=== Task ===
Range to reproduce from the entries below: the line with "mod content;", the line with "use std::path::PathBuf;", and every line in between. Give them exactly and give nothing else.

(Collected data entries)
---*---
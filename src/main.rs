mod config;
mod content;
mod form;
mod relay;
mod tui;
mod view;

use anyhow::{anyhow, Context, Result};
use clap::{Parser, Subcommand};
use config::Settings;
use content::Portfolio;
use form::{ContactForm, Draft, Status};
use relay::{FormRelay, HttpRelay};
use std::path::PathBuf;
use std::sync::Arc;
use view::Section;

#[derive(Parser)]
#[command(name = "folio")]
#[command(about = "Terminal portfolio - profile, projects, experience, and a contact form")]
struct Cli {
    /// Profile JSON file (default: profile.json in the config directory, else built-in content)
    #[arg(short, long, global = true)]
    profile: Option<PathBuf>,

    /// Contact form endpoint (overrides the profile's form_endpoint)
    #[arg(short, long, global = true)]
    endpoint: Option<String>,

    #[command(subcommand)]
    command: Option<Commands>,
}

#[derive(Subcommand)]
enum Commands {
    /// Browse the portfolio interactively (default)
    Browse,

    /// Print one section
    Show {
        #[arg(value_enum)]
        section: Section,
    },

    /// List contact channels
    Links,

    /// Send a message through the contact form
    Contact {
        /// Your name
        #[arg(short, long)]
        name: String,

        /// Your email address
        #[arg(long)]
        email: String,

        /// The message body
        #[arg(short, long)]
        message: String,
    },

    /// Write the built-in content to a profile file for editing
    Init {
        /// Overwrite an existing profile file
        #[arg(long)]
        force: bool,
    },
}

fn init_logging(to_file: bool) {
    let mut builder =
        env_logger::Builder::from_env(env_logger::Env::default().default_filter_or("warn"));

    // The TUI owns the terminal, so logs go to a file while it runs
    if to_file {
        match config::open_log_file(&config::default_log_path()) {
            Ok(file) => {
                builder.target(env_logger::Target::Pipe(Box::new(file)));
            }
            Err(e) => {
                eprintln!("Logging disabled: {:#}", e);
                builder.filter_level(log::LevelFilter::Off);
            }
        }
    }

    let _ = builder.try_init();
}

fn terminal_width() -> usize {
    crossterm::terminal::size()
        .map(|(cols, _)| cols as usize)
        .unwrap_or(80)
        .clamp(40, 100)
}

fn main() -> Result<()> {
    let cli = Cli::parse();
    let command = cli.command.unwrap_or(Commands::Browse);
    init_logging(matches!(command, Commands::Browse));

    let resolve = || -> Result<(Settings, Portfolio)> {
        let (settings, portfolio) =
            Settings::resolve(cli.profile.as_deref(), cli.endpoint.as_deref())?;
        match &settings.profile_path {
            Some(path) => log::info!("Using profile {}", path.display()),
            None => log::info!("Using built-in profile"),
        }
        Ok((settings, portfolio))
    };

    match command {
        Commands::Browse => {
            let (settings, portfolio) = resolve()?;
            let runtime = tokio::runtime::Runtime::new().context("Failed to start async runtime")?;
            let relay: Arc<dyn FormRelay> = Arc::new(HttpRelay::new(settings.endpoint.clone()));
            tui::run_browse(&portfolio, relay, runtime.handle())?;
        }

        Commands::Show { section } => {
            let (_, portfolio) = resolve()?;
            let form = form::FormState::new();
            let lines = view::section_lines(section, &portfolio, &form, None, terminal_width());
            println!("{}", view::plain(&lines));
        }

        Commands::Links => {
            let (_, portfolio) = resolve()?;
            let channels = portfolio.links.visible();
            if channels.is_empty() {
                println!("No links configured.");
            } else {
                for channel in channels {
                    println!("{:<12} {}", channel.kind.label(), channel.uri);
                }
            }
        }

        Commands::Contact {
            name,
            email,
            message,
        } => {
            let (settings, _) = resolve()?;
            let mut form = ContactForm::new();
            form.state.draft = Draft {
                name,
                email,
                message,
            };

            let missing = form.state.missing_fields();
            if !missing.is_empty() {
                let names: Vec<&str> = missing.iter().map(|k| k.as_str()).collect();
                return Err(anyhow!("Please fill in: {}", names.join(", ")));
            }

            let runtime = tokio::runtime::Runtime::new().context("Failed to start async runtime")?;
            let relay = HttpRelay::new(settings.endpoint.clone());
            println!("Sending message to {}...", relay.endpoint());
            runtime.block_on(form.submit(&relay));

            match form.state.status {
                Status::Success => {
                    println!("{}", view::SUCCESS_TEXT);
                    println!("Sent: {}", chrono::Local::now().format("%Y-%m-%d %H:%M:%S"));
                }
                Status::Error => return Err(anyhow!("{}", form.state.error_message)),
                Status::Idle | Status::Submitting => {
                    return Err(anyhow!("Message was not sent"));
                }
            }
        }

        Commands::Init { force } => {
            let path = cli
                .profile
                .clone()
                .unwrap_or_else(config::default_profile_path);
            config::write_profile_template(&path, Portfolio::builtin(), force)?;
            println!("Profile written to {}", path.display());
            println!("Edit it to personalise your portfolio.");
        }
    }

    Ok(())
}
---*---
=== Written answer ===
mod content;
mod form;
mod relay;
mod tui;
mod view;

use anyhow::{anyhow, Context, Result};
use clap::{Parser, Subcommand};
use config::Settings;
use content::Portfolio;
use form::{ContactForm, Draft, Status};
use relay::{FormRelay, HttpRelay};
use std::path::PathBuf;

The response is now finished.